We may not be able to change our circumstances, but we can see them differently (Forsyth & Eifert, 2016).

Accept – Choose – Take action

Acceptance and Commitment Therapy (ACT) has proven valuable for clients learning to manage anxiety and stress; it encourages (Forsyth & Eifert, 2016):

  • Letting go of the struggles that keep them stuck
  • Cultivating peace of mind
  • Accepting what is, and doing what works

Rather than struggle to reduce stress and anxiety, the client accepts what they are already experiencing and then chooses the direction they would like their life to take. The third step is to take that action and realize their valued life goals (Forsyth & Eifert, 2016).

The following techniques should help the client see and make such changes:

Radical acceptance

Radical acceptance is often practiced within Dialectical Behavior Therapy (DBT). This worksheet teaches the client that they cannot control every aspect of their experience (Linehan, 2015).

Setting goals for radical acceptance helps the client understand how it will help them in their lives.

Challenging core beliefs

Our core beliefs can shape how we face up to the difficult times and how we react to stress (Beck, 2011).

The Core Beliefs Worksheet encourages the client to reflect on how they see themselves and what experiences shape the beliefs they hold. Interpreting stressful experiences through a new belief set can change how they impact the client.

Acceptance of our thoughts and feelings

The goal of ACT is to encourage clients to accept what lies beyond their control and commit to life-enhancing actions instead. The Thoughts and Feelings: Struggle or Acceptance? worksheet helps the client gain more insight into how much control they have over their feelings and thoughts (Harris, 2008).

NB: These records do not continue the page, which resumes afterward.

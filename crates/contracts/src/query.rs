//! Query URL construction for the takstkoder endpoint.
//!
//! A [`TariffQuery`] is an immutable snapshot of the filter form taken at
//! the moment of submission; editing a field never rebuilds the URL until
//! the user submits again.

use crate::subject_area::SubjectArea;

/// Public registry endpoint (third-party, unowned).
pub const API_ENDPOINT: &str = "https://api.helsedirektoratet.no/helserefusjon/v1/takstkoder";

/// Snapshot of the filter values behind one request.
#[derive(Debug, Clone, PartialEq)]
pub struct TariffQuery {
    pub subject_area: SubjectArea,
    /// ISO-8601 date string. Passed through unvalidated; the registry
    /// rejects malformed dates itself.
    pub valid_date: String,
    pub tariff_code: String,
    pub description: String,
}

impl TariffQuery {
    /// Build the request URL.
    ///
    /// - `fagomraade` is omitted entirely for the all-areas sentinel,
    ///   otherwise included verbatim.
    /// - `gyldigdato` and `takstkode` are always present.
    /// - Non-empty `takstkode`/`beskrivelse` values are wrapped as `*value*`
    ///   substring patterns; an empty `beskrivelse` is omitted.
    pub fn build_url(&self) -> String {
        let mut url = format!(
            "{}?gyldigdato={}&takstkode={}",
            API_ENDPOINT,
            urlencoding::encode(&self.valid_date),
            urlencoding::encode(&wildcard(&self.tariff_code)),
        );
        if !self.subject_area.is_all() {
            url.push_str(&format!("&fagomraade={}", self.subject_area.as_str()));
        }
        if !self.description.is_empty() {
            url.push_str(&format!(
                "&beskrivelse={}",
                urlencoding::encode(&wildcard(&self.description))
            ));
        }
        url
    }
}

/// Wrap a non-empty filter value as a substring-match pattern.
fn wildcard(value: &str) -> String {
    if value.is_empty() {
        String::new()
    } else {
        format!("*{}*", value)
    }
}

#[cfg(test)]
mod tests {
    use super::*;

    fn query(area: SubjectArea) -> TariffQuery {
        TariffQuery {
            subject_area: area,
            valid_date: "2026-08-23".to_string(),
            tariff_code: String::new(),
            description: String::new(),
        }
    }

    #[test]
    fn subject_area_included_verbatim() {
        let url = query(SubjectArea::Fysioterapi).build_url();
        assert!(url.contains("fagomraade=FY"));
    }

    #[test]
    fn all_areas_sentinel_omits_parameter() {
        let url = query(SubjectArea::Alle).build_url();
        assert!(!url.contains("fagomraade"));
        assert!(!url.contains("ALLE"));
    }

    #[test]
    fn date_and_code_always_present() {
        let url = query(SubjectArea::Alle).build_url();
        assert!(url.contains("gyldigdato=2026-08-23"));
        assert!(url.contains("takstkode="));
    }

    #[test]
    fn non_empty_code_wrapped_as_substring_pattern() {
        let mut q = query(SubjectArea::Lege);
        q.tariff_code = "2ad".to_string();
        let url = q.build_url();
        assert!(url.contains("takstkode=%2A2ad%2A"));
    }

    #[test]
    fn description_omitted_when_empty_wrapped_when_not() {
        let mut q = query(SubjectArea::Tannhelse);
        assert!(!q.build_url().contains("beskrivelse"));

        q.description = "konsultasjon".to_string();
        assert!(q.build_url().contains("beskrivelse=%2Akonsultasjon%2A"));
    }

    #[test]
    fn values_are_percent_encoded() {
        let mut q = query(SubjectArea::Alle);
        q.description = "rtg ansikt/bihuler".to_string();
        let url = q.build_url();
        assert!(url.contains("beskrivelse=%2Artg%20ansikt%2Fbihuler%2A"));
    }

    #[test]
    fn invalid_date_passes_through() {
        let mut q = query(SubjectArea::Alle);
        q.valid_date = "ikke-en-dato".to_string();
        assert!(q.build_url().contains("gyldigdato=ikke-en-dato"));
    }

    #[test]
    fn identical_filters_build_identical_urls() {
        let mut q = query(SubjectArea::Poliklinikk);
        q.tariff_code = "201b".to_string();
        assert_eq!(q.build_url(), q.clone().build_url());
    }
}
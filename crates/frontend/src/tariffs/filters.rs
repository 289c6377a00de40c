//! Filter form values and their persistence.
//!
//! The four filter fields are seeded from the injected key/value store at
//! startup and written back on every edit. Persistence is a side effect of
//! editing; it never triggers a fetch. A [`contracts::query::TariffQuery`]
//! snapshot is taken only when a fetch is actually fired.

use contracts::query::TariffQuery;
use contracts::subject_area::SubjectArea;

use crate::shared::storage::KeyValueStore;

pub const KEY_SUBJECT_AREA: &str = "takstsok.fagomraade";
pub const KEY_VALID_DATE: &str = "takstsok.gyldigdato";
pub const KEY_TARIFF_CODE: &str = "takstsok.takstkode";
pub const KEY_DESCRIPTION: &str = "takstsok.beskrivelse";

/// Current values of the filter form.
#[derive(Debug, Clone, PartialEq)]
pub struct FilterValues {
    pub subject_area: SubjectArea,
    pub valid_date: String,
    pub tariff_code: String,
    pub description: String,
}

impl FilterValues {
    /// Initial values for a fresh session: default area, the given date
    /// (normally today), empty text filters.
    pub fn defaults(today: String) -> Self {
        Self {
            subject_area: SubjectArea::default(),
            valid_date: today,
            tariff_code: String::new(),
            description: String::new(),
        }
    }

    /// Seed from the store; missing or unreadable keys fall back to the
    /// defaults silently. An unknown persisted area code becomes the
    /// default area (see `SubjectArea::from_str`).
    pub fn load(store: &dyn KeyValueStore, today: String) -> Self {
        let defaults = Self::defaults(today);
        Self {
            subject_area: store
                .get(KEY_SUBJECT_AREA)
                .map(|s| SubjectArea::from_str(&s))
                .unwrap_or(defaults.subject_area),
            valid_date: store.get(KEY_VALID_DATE).unwrap_or(defaults.valid_date),
            tariff_code: store.get(KEY_TARIFF_CODE).unwrap_or(defaults.tariff_code),
            description: store.get(KEY_DESCRIPTION).unwrap_or(defaults.description),
        }
    }

    /// Write all four keys. Called synchronously after each edit.
    pub fn persist(&self, store: &dyn KeyValueStore) {
        store.set(KEY_SUBJECT_AREA, self.subject_area.as_str());
        store.set(KEY_VALID_DATE, &self.valid_date);
        store.set(KEY_TARIFF_CODE, &self.tariff_code);
        store.set(KEY_DESCRIPTION, &self.description);
    }

    /// Snapshot the current values for one request.
    pub fn to_query(&self) -> TariffQuery {
        TariffQuery {
            subject_area: self.subject_area,
            valid_date: self.valid_date.clone(),
            tariff_code: self.tariff_code.clone(),
            description: self.description.clone(),
        }
    }
}

#[cfg(test)]
mod tests {
    use super::*;
    use crate::shared::storage::MemoryStore;

    #[test]
    fn fresh_store_yields_defaults() {
        let store = MemoryStore::new();
        let values = FilterValues::load(&store, "2026-08-23".to_string());
        assert_eq!(values, FilterValues::defaults("2026-08-23".to_string()));
        assert_eq!(values.subject_area, SubjectArea::Poliklinikk);
    }

    #[test]
    fn four_keys_round_trip_into_a_fresh_session() {
        let store = MemoryStore::new();
        let session_one = FilterValues {
            subject_area: SubjectArea::Kiropraktor,
            valid_date: "2025-01-15".to_string(),
            tariff_code: "K1".to_string(),
            description: "behandling".to_string(),
        };
        session_one.persist(&store);

        // A fresh session reading the same store sees the same values,
        // today's date notwithstanding.
        let session_two = FilterValues::load(&store, "2026-08-23".to_string());
        assert_eq!(session_two, session_one);
    }

    #[test]
    fn unknown_persisted_area_falls_back_to_default() {
        let store = MemoryStore::new();
        store.set(KEY_SUBJECT_AREA, "utgått-kode");
        let values = FilterValues::load(&store, "2026-08-23".to_string());
        assert_eq!(values.subject_area, SubjectArea::Poliklinikk);
    }

    #[test]
    fn snapshot_matches_current_values() {
        let values = FilterValues {
            subject_area: SubjectArea::Alle,
            valid_date: "2026-08-23".to_string(),
            tariff_code: "2ad".to_string(),
            description: String::new(),
        };
        let query = values.to_query();
        assert_eq!(query.subject_area, SubjectArea::Alle);
        assert_eq!(query.tariff_code, "2ad");
        // Same values snapshot to the same URL (idempotent resubmission).
        assert_eq!(query.build_url(), values.to_query().build_url());
    }
}
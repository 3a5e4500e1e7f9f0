//! Hand-maintained ISO 3166-1 table.
//!
//! Includes codes that are not part of the standard but are used by map feeds
//! and visa providers (Kosovo `XK`/`XKX`).

use crate::codes::CountryRecord;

How we manage our sense of calm

Grounding, meditation, and breathing exercises help manage our general anxiety and stress levels and prepare us for difficult situations (Williams & Penman, 2016; Forsyth & Eifert, 2016).

Meditation for acceptance

Meditation is a powerful tool for accepting stressful situations and difficult emotions. Leaves on a Stream uses a simple mental image to let go of such feelings, our need for control, and difficult issues from the past (Williams & Penman, 2016).

Grounding and centering

This grounding and centering technique helps regulate the body’s responses and avert overriding the nervous system. Purposefully concentrating on self-soothing behaviors can induce comfort during stress and anxiety (Levine, 2008).